Хозяин теней

22
18
20
22
24
26
28
30

Слезы застилают ему глаза, отчаяние не дает подняться с колен и кинуться наперерез Дугалу, который уже подносит факел к вороху сухой травы.

– Ведьма! – увереннее кричат горожане. – Ведьма, гореть тебе в аду!

Нос обжигает алкогольными парами – так пахло в погребе паба, так пахнет от пьяниц в темном переулке Трали. От криков со всех сторон, от собственного вопля, что рвется из груди, Серлас почти теряет рассудок.

– Серлас, – тихо зовет Несса. Голос звучит как будто у него внутри, в нем самом. В темноте и тишине – и нет вокруг ни злых горожан, ни палящего жара костра, ни городской площади. Нет ничего, и Серласа тоже нет.

– Серлас, – настойчиво бьется в нем голос Нессы. – Ты должен пообещать мне. Дай мне слово.

Истерзанный муками рассудок больше не желает сопротивляться неизбежному. Серлас проваливается в темноту вместе с выдохом:

– Обещаю.

16. Слово бессмертного

Клеменс хватает только на одну сотую дюйма. Лезвие скальпеля касается кожи на секунду, не более, прежде чем она отнимает руку.

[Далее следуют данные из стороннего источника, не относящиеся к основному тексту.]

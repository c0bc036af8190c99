//! Source text preparation and low-level scanning.
//!
//! Declarations are scanned after comments are blanked out. Blanking keeps
//! every newline and byte offset in place, so positions found in the prepared
//! text map straight back to line numbers in the original file.

/// Source text with comments replaced by spaces.
#[derive(Debug, Clone)]
pub struct PreparedSource {
    text: String,
}

impl PreparedSource {
    /// Blank `//` and `/* */` comments outside string and char literals.
    pub fn new(source: &str) -> Self {
        Self {
            text: strip_comments(source),
        }
    }

    /// Comment-free text.
    pub fn text(&self) -> &str {
        &self.text
    }

    /// 1-based line number of byte offset `pos`.
    pub fn line_of(&self, pos: usize) -> usize {
        let end = pos.min(self.text.len());
        self.text.as_bytes()[..end].iter().filter(|&&b| b == b'\n').count() + 1
    }
}

fn strip_comments(source: &str) -> String {
    #[derive(Clone, Copy, PartialEq)]
    enum State {
        Code,
        Line,
        Block,
        Str(u8),
    }

    let bytes = source.as_bytes();
    let mut out = Vec::with_capacity(bytes.len());
    let mut state = State::Code;
    let mut i = 0;

    while i < bytes.len() {
        let b = bytes[i];
        let next = bytes.get(i + 1).copied();
        match state {
            State::Code => match (b, next) {
                (b'/', Some(b'/')) => {
                    state = State::Line;
                    out.extend_from_slice(b"  ");
                    i += 2;
                    continue;
                }
                (b'/', Some(b'*')) => {
                    state = State::Block;
                    out.extend_from_slice(b"  ");
                    i += 2;
                    continue;
                }
                (b'"', _) => {
                    state = State::Str(b);
                    out.push(b);
                }
                (b'\'', _) if !is_digit_separator(bytes, i) => {
                    state = State::Str(b);
                    out.push(b);
                }
                _ => out.push(b),
            },
            State::Line => {
                if b == b'\n' {
                    state = State::Code;
                    out.push(b'\n');
                } else {
                    out.push(blank(b));
                }
            }
            State::Block => {
                if b == b'*' && next == Some(b'/') {
                    state = State::Code;
                    out.extend_from_slice(b"  ");
                    i += 2;
                    continue;
                }
                out.push(if b == b'\n' { b'\n' } else { blank(b) });
            }
            State::Str(quote) => {
                out.push(b);
                if b == b'\\' {
                    if let Some(escaped) = next {
                        out.push(escaped);
                        i += 2;
                        continue;
                    }
                } else if b == quote || b == b'\n' {
                    state = State::Code;
                }
            }
        }
        i += 1;
    }

    // Only ASCII bytes were replaced; continuation bytes of multi-byte
    // characters inside comments became spaces, so the result is valid UTF-8.
    String::from_utf8(out).unwrap_or_else(|e| String::from_utf8_lossy(e.as_bytes()).into_owned())
}

/// `'` directly after an alphanumeric byte, as in `1'000`.
fn is_digit_separator(bytes: &[u8], i: usize) -> bool {
    i > 0 && bytes[i - 1].is_ascii_alphanumeric()
}

fn blank(b: u8) -> u8 {
    if b == b'\t' { b'\t' } else { b' ' }
}

/// Plugin name from the `This file is part of <Name>.` license header.
pub fn plugin_name(source: &str) -> Option<&str> {
    const MARKER: &str = "This file is part of ";
    let start = source.find(MARKER)? + MARKER.len();
    let line = source[start..].lines().next()?.trim();
    let name = line.strip_suffix('.').unwrap_or(line).trim();
    if name.is_empty() { None } else { Some(name) }
}

/// True for bytes that may appear in a C++ identifier.
pub fn is_ident_byte(b: u8) -> bool {
    b.is_ascii_alphanumeric() || b == b'_'
}

/// True when `s` is a valid C++ identifier.
pub fn is_identifier(s: &str) -> bool {
    let bytes = s.as_bytes();
    !bytes.is_empty()
        && !bytes[0].is_ascii_digit()
        && bytes.iter().all(|&b| is_ident_byte(b))
}

/// Forward scanner over prepared source.
///
/// Single byte lookahead; every structural character the extractor cares
/// about is ASCII.
pub struct Scanner<'a> {
    input: &'a str,
    pos: usize,
}

impl<'a> Scanner<'a> {
    /// Scanner positioned at `pos`.
    pub fn at(input: &'a str, pos: usize) -> Self {
        Self { input, pos }
    }

    /// Current byte offset.
    pub fn pos(&self) -> usize {
        self.pos
    }

    /// Peek the current byte.
    pub fn peek(&self) -> Option<u8> {
        self.input.as_bytes().get(self.pos).copied()
    }

    /// Move past the current byte.
    pub fn advance(&mut self) {
        self.pos += 1;
    }

    /// Skip ASCII whitespace.
    pub fn skip_ws(&mut self) {
        while self.peek().is_some_and(|b| b.is_ascii_whitespace()) {
            self.pos += 1;
        }
    }

    /// True if the remaining input starts with `s`.
    pub fn starts_with(&self, s: &str) -> bool {
        self.input.as_bytes()[self.pos..].starts_with(s.as_bytes())
    }

    /// Consume `s` if the remaining input starts with it.
    pub fn eat(&mut self, s: &str) -> bool {
        if self.starts_with(s) {
            self.pos += s.len();
            true
        } else {
            false
        }
    }

    /// Consume an identifier, returning it.
    pub fn identifier(&mut self) -> Option<&'a str> {
        let start = self.pos;
        while self.peek().is_some_and(is_ident_byte) {
            self.pos += 1;
        }
        let ident = &self.input[start..self.pos];
        if is_identifier(ident) {
            Some(ident)
        } else {
            self.pos = start;
            None
        }
    }

    /// With the scanner on `open`, consume through the matching `close` and
    /// return the text in between. Nested `open`/`close` pairs are balanced.
    ///
    /// Returns `None` if the input ends first; the position is left unchanged.
    pub fn balanced(&mut self, open: u8, close: u8) -> Option<&'a str> {
        if self.peek() != Some(open) {
            return None;
        }
        let start = self.pos + 1;
        let mut depth = 0usize;
        let mut p = self.pos;
        let bytes = self.input.as_bytes();
        while p < bytes.len() {
            let b = bytes[p];
            if b == open {
                depth += 1;
            } else if b == close {
                depth -= 1;
                if depth == 0 {
                    self.pos = p + 1;
                    return Some(&self.input[start..p]);
                }
            }
            p += 1;
        }
        None
    }
}

/// Find `word` at or after `from` with identifier boundaries on both sides.
pub fn find_word(text: &str, word: &str, from: usize) -> Option<usize> {
    let bytes = text.as_bytes();
    let mut search = from;
    while let Some(rel) = text.get(search..)?.find(word) {
        let at = search + rel;
        let end = at + word.len();
        let before_ok = at == 0 || !is_ident_byte(bytes[at - 1]);
        let after_ok = end >= bytes.len() || !is_ident_byte(bytes[end]);
        if before_ok && after_ok {
            return Some(at);
        }
        search = at + word.len();
    }
    None
}

/// Split `text` at commas that are not nested in `()`, `[]` or `{}`.
pub fn split_top_level(text: &str) -> Vec<&str> {
    let mut parts = Vec::new();
    let mut depth = 0i32;
    let mut start = 0;
    let mut quote: Option<u8> = None;
    let bytes = text.as_bytes();
    let mut i = 0;

    while i < bytes.len() {
        let b = bytes[i];
        if let Some(q) = quote {
            if b == b'\\' {
                i += 2;
                continue;
            }
            if b == q || b == b'\n' {
                quote = None;
            }
        } else {
            match b {
                b'"' => quote = Some(b),
                b'\'' if !is_digit_separator(bytes, i) => quote = Some(b),
                b'(' | b'[' | b'{' => depth += 1,
                b')' | b']' | b'}' => depth -= 1,
                b',' if depth == 0 => {
                    parts.push(&text[start..i]);
                    start = i + 1;
                }
                _ => {}
            }
        }
        i += 1;
    }
    parts.push(&text[start..]);
    parts
}

/// Replace whole-word occurrences of `word` in `text`.
pub fn replace_word(text: &str, word: &str, replacement: &str) -> String {
    let mut out = String::with_capacity(text.len());
    let mut last = 0;
    let mut from = 0;
    while let Some(at) = find_word(text, word, from) {
        out.push_str(&text[last..at]);
        out.push_str(replacement);
        last = at + word.len();
        from = last;
    }
    out.push_str(&text[last..]);
    out
}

– Нет, я не могу, это слишком!

– Клеменс!

Она снова прикладывается к бутылке. Когда Клеменс брала ее из ящика письменного стола, разве виски в ней было всего наполовину? Теодор взглядом указывает ей на скальпель.

– А теперь вытащи нож из моего чертового тела, – говорит он. У него уже блестят и лоб, и скулы, и шея, и грудь, и весь он покрыт испариной и тяжело дышит, и то и дело – Клеменс заметила – впадает в короткое забытье.

– Пинцет, девчонка, – цедит Теодор сквозь зубы. Он точно стер их до десен, раз столько терпит и не издает ни стона. – И прекрати плакать.

Клеменс быстро-быстро кивает и хватает пинцет. Ладно, она справится, она сможет. Иначе этот безумный умрет у нее на руках.

Пальцы не слушаются, алкоголь не спешит избавлять ее разум от паники. Адреналин, должно быть, победил опьянение в неравной борьбе и только расшатал нервы.

Она склоняется над раной и медленно, затаив дыхание, погружает кончик скальпеля в распухший порез.

– Клеменс, прекрати плакать, – тихо просит Атлас. – Твои слезы как кислота.

– Прости, – шмыгая носом, извиняется она. – Я сейчас, я только легонько…

И тут Теодор вскрикивает, дергается так, что Клеменс от страха роняет пинцет.